本发明实施提供一种网站的识别方法及装置,所述方法包括:接收用户访问网站的统一资源***URL请求,在白名单中查找所述URL请求对应的URL,若在所述白名单中查找到所述URL请求对应的URL,则连接所述URL请求对应的URL;在黑名单中查找所述URL请求对应的URL,若在所述黑名单中查找到所述URL请求对应的URL,则生成高危风险提示信息;若在所述白名单和所述黑名单中均没有查找到所述URL请求对应的URL,则根据预设规则计算所述URL请求对应的URL的各个特征权重值,并根据所述各个特征权重值识别所述URL请求对应的URL是否为异常网站。本发明实施例实现了快速准确高效地识别异常网站,并有效地降低了***的误判率,提升了用户体验。

Description

一种网站的识别方法及装置
技术领域
本发明涉及计算机技术领域,具体涉及一种网站的识别方法及装置。
背景技术
随着移动互联网的高速发展,用户浏览网站信息的途径已经从单一的PC端越来越多转变为移动端设备。2016年6月22日,中国互联网络信息中心(CNNIC)在北京发布第37次《中国互联网络发展状况统计报告》,报告显示:截至2015年12月,我国网民规模达6.88亿,其中手机网民规模达6.20亿,占比高达90.12%。

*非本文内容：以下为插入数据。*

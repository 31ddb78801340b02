//! Deterministic rule-based classification. No model call.

use async_trait::async_trait;

use keel::{
    AgentError, ClassificationMethod, ClassificationResult, InputKind, MetadataMap,
};

use crate::method::ClassifyMethod;

/// Per-kind confidence ceilings for indicator matches.
#[non_exhaustive]
#[derive(Debug, Clone, Copy)]
pub struct RuleThresholds {
    /// Confidence for a prefix-matched command.
    pub command: f64,
    /// Ceiling for prompt indicator matches.
    pub prompt: f64,
    /// Ceiling for workflow indicator matches.
    pub workflow: f64,
}

impl Default for RuleThresholds {
    fn default() -> Self {
        Self {
            command: 1.0,
            prompt: 0.8,
            workflow: 0.7,
        }
    }
}

/// Configuration for [`RuleMethod`].
#[non_exhaustive]
#[derive(Debug, Clone)]
pub struct RuleConfig {
    /// Commands start with this prefix (trimmed input).
    pub command_prefix: String,
    /// Inputs equal to one of these are conversational with full
    /// confidence.
    pub greetings: Vec<String>,
    /// Keywords suggesting a conversational prompt.
    pub prompt_indicators: Vec<String>,
    /// Keywords suggesting a multi-step workflow.
    pub workflow_indicators: Vec<String>,
    /// Per-kind confidence ceilings.
    pub thresholds: RuleThresholds,
}

impl Default for RuleConfig {
    fn default() -> Self {
        Self {
            command_prefix: "/".to_string(),
            greetings: ["hello", "hi", "hey", "thanks", "thank you", "good morning"]
                .map(str::to_string)
                .to_vec(),
            prompt_indicators: [
                "what", "why", "how", "when", "explain", "tell me", "describe", "compare",
                "summarize", "?",
            ]
            .map(str::to_string)
            .to_vec(),
            workflow_indicators: [
                "fix", "refactor", "implement", "debug", "create", "add ", "update", "rename",
                "migrate", "write a", "build", "run tests", "install", "deploy", "and then",
            ]
            .map(str::to_string)
            .to_vec(),
            thresholds: RuleThresholds::default(),
        }
    }
}

/// Deterministic classifier: command prefix first, then keyword
/// indicator scoring with per-kind ceilings. Ties break toward the
/// kind with the higher ceiling.
pub struct RuleMethod {
    config: RuleConfig,
}

impl RuleMethod {
    /// A rule method with the given configuration.
    pub fn new(config: RuleConfig) -> Self {
        Self { config }
    }

    /// A rule method with the default indicator sets.
    pub fn with_defaults() -> Self {
        Self::new(RuleConfig::default())
    }

    /// The configured command prefix.
    pub fn command_prefix(&self) -> &str {
        &self.config.command_prefix
    }

    fn count_matches(text: &str, indicators: &[String]) -> (usize, Vec<String>) {
        let mut matched = vec![];
        for indicator in indicators {
            if text.contains(indicator.as_str()) {
                matched.push(indicator.clone());
            }
        }
        (matched.len(), matched)
    }

    /// Confidence grows with match count up to the per-kind ceiling.
    fn indicator_confidence(matches: usize, ceiling: f64) -> f64 {
        (0.5 + 0.15 * matches as f64).min(ceiling)
    }
}

#[async_trait]
impl ClassifyMethod for RuleMethod {
    fn name(&self) -> ClassificationMethod {
        ClassificationMethod::Rule
    }

    fn expected_accuracy(&self) -> f64 {
        0.75
    }

    fn average_latency_ms(&self) -> u64 {
        0
    }

    async fn classify(
        &self,
        text: &str,
        _context: Option<&MetadataMap>,
    ) -> Result<ClassificationResult, AgentError> {
        let trimmed = text.trim();
        let lowered = trimmed.to_lowercase();

        if let Some(rest) = trimmed.strip_prefix(&self.config.command_prefix) {
            let mut tokens = rest.split_whitespace();
            let name = tokens.next().unwrap_or_default().to_string();
            let args: Vec<serde_json::Value> =
                tokens.map(|t| serde_json::Value::from(t.to_string())).collect();
            return Ok(ClassificationResult::new(
                InputKind::Command,
                self.config.thresholds.command,
                ClassificationMethod::Rule,
            )
            .with_reasoning("input starts with the command prefix")
            .with_extracted("name", name.into())
            .with_extracted("args", serde_json::Value::Array(args)));
        }

        if self.config.greetings.iter().any(|g| lowered == *g) {
            return Ok(ClassificationResult::new(
                InputKind::Prompt,
                1.0,
                ClassificationMethod::Rule,
            )
            .with_reasoning("conversational greeting"));
        }

        let (prompt_matches, prompt_hits) =
            Self::count_matches(&lowered, &self.config.prompt_indicators);
        let (workflow_matches, workflow_hits) =
            Self::count_matches(&lowered, &self.config.workflow_indicators);

        // Ties break by the higher per-kind ceiling (prompt over
        // workflow under the defaults).
        let pick_workflow = workflow_matches > prompt_matches
            || (workflow_matches == prompt_matches
                && workflow_matches > 0
                && self.config.thresholds.workflow > self.config.thresholds.prompt);

        let result = if workflow_matches == 0 && prompt_matches == 0 {
            ClassificationResult::new(InputKind::Prompt, 0.5, ClassificationMethod::Rule)
                .with_reasoning("no indicators matched; defaulting to prompt")
        } else if pick_workflow {
            ClassificationResult::new(
                InputKind::Workflow,
                Self::indicator_confidence(workflow_matches, self.config.thresholds.workflow),
                ClassificationMethod::Rule,
            )
            .with_reasoning(format!("workflow indicators: {}", workflow_hits.join(", ")))
            .with_extracted("indicators", serde_json::to_value(workflow_hits).unwrap_or_default())
        } else {
            ClassificationResult::new(
                InputKind::Prompt,
                Self::indicator_confidence(prompt_matches, self.config.thresholds.prompt),
                ClassificationMethod::Rule,
            )
            .with_reasoning(format!("prompt indicators: {}", prompt_hits.join(", ")))
            .with_extracted("indicators", serde_json::to_value(prompt_hits).unwrap_or_default())
        };
        Ok(result)
    }
}

#[cfg(test)]
mod tests {
    use super::*;

    fn method() -> RuleMethod {
        RuleMethod::with_defaults()
    }

    #[tokio::test]
    async fn command_prefix_wins_with_full_confidence() {
        let result = method().classify("/status --verbose", None).await.unwrap();
        assert_eq!(result.kind, InputKind::Command);
        assert_eq!(result.confidence, 1.0);
        assert_eq!(result.extracted["name"], "status");
        assert_eq!(result.extracted["args"], serde_json::json!(["--verbose"]));
    }

    #[tokio::test]
    async fn greeting_is_a_confident_prompt() {
        let result = method().classify("hello", None).await.unwrap();
        assert_eq!(result.kind, InputKind::Prompt);
        assert_eq!(result.confidence, 1.0);
    }

    #[tokio::test]
    async fn task_language_is_a_workflow() {
        let result = method()
            .classify("fix the null check in auth.ts and run tests", None)
            .await
            .unwrap();
        assert_eq!(result.kind, InputKind::Workflow);
        assert!(result.confidence >= 0.7, "got {}", result.confidence);
    }

    #[tokio::test]
    async fn question_is_a_prompt() {
        let result = method()
            .classify("why does the borrow checker reject this?", None)
            .await
            .unwrap();
        assert_eq!(result.kind, InputKind::Prompt);
        assert!(result.confidence > 0.5);
    }

    #[tokio::test]
    async fn unmatched_text_defaults_to_prompt() {
        let result = method().classify("zzz qqq", None).await.unwrap();
        assert_eq!(result.kind, InputKind::Prompt);
        assert_eq!(result.confidence, 0.5);
    }
}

与此同时手机客户端的安全问题也日益凸显,2015年我国境内活跃的智能手机联网终端达11.3亿部,以“仿冒、钓鱼网站、恶意程序”为首的问题日益增多,给用户上网安全带来了威胁,造成钱财的损失或者个人信息的泄露。
目前运营商对手机客户端请求的统一资源***(Uniform Resoure Locator:以下简称URL)在网络侧主要通过黑名单方式进行拦截。
黑名单方法:在无线应用协议(Wireless Application Protocol:以下简称WAP)为WAP网关配置黑名单列表,手机http请求到达WAP网关后,网关分析超文本传输协议(HyperText Transfer Protocol,HTTP)头中的URL,并依次检索匹配,如果次URL在黑名单中命中,则WAP网关不再代理请求,直接返回给手机终端403,拒绝访问该页面。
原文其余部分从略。